A Comprehensive Review of Deep Learning and Robotic Automation for Fruit and Vegetable Sorting and Freshness Detection
摘要
The global horticulture industry is plagued by endemic issues of efficient sorting and freshness detection of vegetables and fruits. Each human inspection process is labor-intensive, inexact and not precise due to diverse light, surface texture and background noises. Such inefficiencies lead to increased post-harvest loss, lower product quality and lower supply chain performance. This review methodically reviews eighteen peer-reviewed research studies chosen based on a formal search across databases like IEEE Xplore, Scopus, and Web of Science using specified keywords and relevance criteria which brings out essential advances in overcoming issues like environmental heterogeneity, dataset restrictions, and the computational feasibility of real-time deployment.

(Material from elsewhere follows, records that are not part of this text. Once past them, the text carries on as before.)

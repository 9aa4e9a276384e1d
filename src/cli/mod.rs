//! Command-line parsing for the cardiovascular risk calculator.
//!
//! The goal of this module is to keep **argument parsing** and **command dispatch**
//! separate from the scoring code.

use std::path::PathBuf;

use clap::{Args, Parser, Subcommand};

use crate::domain::{Gender, Race};

/// Top-level CLI.
#[derive(Debug, Parser)]
#[command(name = "cvrisk", version, about = "Cardiovascular risk scoring (Framingham, Euro-SCORE, Pooled Cohort)")]
pub struct Cli {
    #[command(subcommand)]
    pub command: Command,
}

/// CLI subcommands.
#[derive(Debug, Subcommand)]
pub enum Command {
    /// Score one subject and print risks, scores and vascular age.
    Assess(AssessArgs),
    /// Print the minimal and maximal achievable risks next to the actual ones.
    ///
    /// Only age, gender, country and race are held fixed; every other factor is
    /// replaced by its best or worst plausible value.
    Bounds(AssessArgs),
    /// Score every row of a cohort CSV.
    Batch(BatchArgs),
    /// Generate a synthetic cohort CSV.
    Sample(SampleArgs),
}

/// Risk factors of one subject.
///
/// Values given as flags override the same fields of `--input`.
#[derive(Debug, Args, Clone, Default)]
pub struct FactorArgs {
    /// JSON profile with any subset of the factor fields.
    #[arg(long, value_name = "JSON")]
    pub input: Option<PathBuf>,

    /// Age in years.
    #[arg(long)]
    pub age: Option<i32>,

    #[arg(long, value_enum)]
    pub gender: Option<Gender>,

    #[arg(long, value_enum)]
    pub race: Option<Race>,

    /// ISO 3166-1 alpha-2 country code (selects the Euro-SCORE region).
    #[arg(long)]
    pub country: Option<String>,

    /// Total cholesterol (mg/dL).
    #[arg(long)]
    pub cholesterol: Option<f32>,

    /// HDL cholesterol (mg/dL).
    #[arg(long)]
    pub hdl: Option<f32>,

    /// Systolic blood pressure (mmHg).
    #[arg(long)]
    pub sbp: Option<f32>,

    #[arg(long, value_name = "BOOL")]
    pub smoker: Option<bool>,

    /// Currently treated for hypertension.
    #[arg(long, value_name = "BOOL")]
    pub treated: Option<bool>,

    #[arg(long, value_name = "BOOL")]
    pub diabetes: Option<bool>,

    /// Body height (cm).
    #[arg(long = "height-cm")]
    pub height_cm: Option<f32>,

    /// Body weight (kg).
    #[arg(long = "weight-kg")]
    pub weight_kg: Option<f32>,
}

/// Options for single-subject assessment.
#[derive(Debug, Parser, Clone)]
pub struct AssessArgs {
    #[command(flatten)]
    pub factors: FactorArgs,

    /// Also compute the minimal/maximal risk envelope.
    #[arg(long)]
    pub bounds: bool,

    /// Render an ASCII risk-by-age chart.
    #[arg(long)]
    pub plot: bool,

    /// Plot width (columns).
    #[arg(long = "plot-width", default_value_t = 81)]
    pub plot_width: usize,

    /// Plot height (rows).
    #[arg(long = "plot-height", default_value_t = 20)]
    pub plot_height: usize,

    /// Write the report (factors, risks, bounds) to a JSON file.
    #[arg(long, value_name = "JSON")]
    pub json: Option<PathBuf>,
}

/// Options for cohort scoring.
#[derive(Debug, Parser, Clone)]
pub struct BatchArgs {
    /// Cohort CSV (one subject per row).
    #[arg(long, value_name = "CSV")]
    pub csv: PathBuf,

    /// Also compute min/max bounds per subject.
    #[arg(long)]
    pub bounds: bool,

    /// Export per-subject results to CSV.
    #[arg(long, value_name = "CSV")]
    pub export: Option<PathBuf>,

    /// Show the top-N subjects by overall CVD risk.
    #[arg(long, default_value_t = 20)]
    pub top: usize,
}

/// Options for synthetic cohort generation.
#[derive(Debug, Parser, Clone)]
pub struct SampleArgs {
    /// Number of subjects to generate.
    #[arg(short = 'n', long, default_value_t = 100)]
    pub sample_count: usize,

    /// Random seed.
    #[arg(long, default_value_t = 42)]
    pub seed: u64,

    #[arg(long = "age-min", default_value_t = 40)]
    pub age_min: i32,

    #[arg(long = "age-max", default_value_t = 79)]
    pub age_max: i32,

    /// Probability of leaving each optional clinical field empty.
    #[arg(long = "missing-rate", default_value_t = 0.0)]
    pub missing_rate: f64,

    /// Country code written on every row.
    #[arg(long, default_value = "")]
    pub country: String,

    /// Output CSV (stdout when omitted).
    #[arg(long, value_name = "CSV")]
    pub out: Option<PathBuf>,
}

#[cfg(test)]
mod tests {
    use super::*;

    #[test]
    fn parses_assess_flags() {
        let cli = Cli::try_parse_from([
            "cvrisk", "assess", "--age", "55", "--gender", "male", "--race", "african-american", "--smoker",
            "true", "--sbp", "130", "--height-cm", "175", "--bounds",
        ])
        .unwrap();
        let Command::Assess(args) = cli.command else {
            panic!("expected assess");
        };
        assert_eq!(args.factors.age, Some(55));
        assert_eq!(args.factors.gender, Some(Gender::Male));
        assert_eq!(args.factors.race, Some(Race::AfricanAmerican));
        assert_eq!(args.factors.smoker, Some(true));
        assert_eq!(args.factors.treated, None);
        assert_eq!(args.factors.height_cm, Some(175.0));
        assert!(args.bounds);
        assert!(!args.plot);
    }

    #[test]
    fn batch_requires_csv() {
        assert!(Cli::try_parse_from(["cvrisk", "batch"]).is_err());
        let cli = Cli::try_parse_from(["cvrisk", "batch", "--csv", "c.csv", "--top", "5"]).unwrap();
        assert!(matches!(cli.command, Command::Batch(BatchArgs { top: 5, .. })));
    }
}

By way of response, recent innovations have turned to deep learning techniques, in the form of convolutional neural networks (CNNs) such as VGG-16, ResNet, and YOLO iterations, to highly automate the grading and classification process with great precision. Such models, coupled with robotic handling systems namely grippers that are fitted with visual and tactile sensors encompass real-time accurate sorting and handling of fruits and vegetables. Literature reviewed in this paper points out notable progress toward overcoming challenges of environmental heterogeneity, data limitations in datasets and computational demands of real-time processing. Approaches like sparsely parameterized model structures, edge optimization for computing and multi-sensor fusion are being explored to improve scalability and adaptability. Also mentioned as critical to broader application is the use of standard datasets and the development of models that support multiple products. This survey indicates potential directions for future investigation in adaptive learning, multimodal integration and sustainable design driven by emerging technologies like hyperspectral imaging and Industry 4.0-based methodologies in the fore at the creation of autonomous, efficient and environmentally sustainable agriculture logistics systems.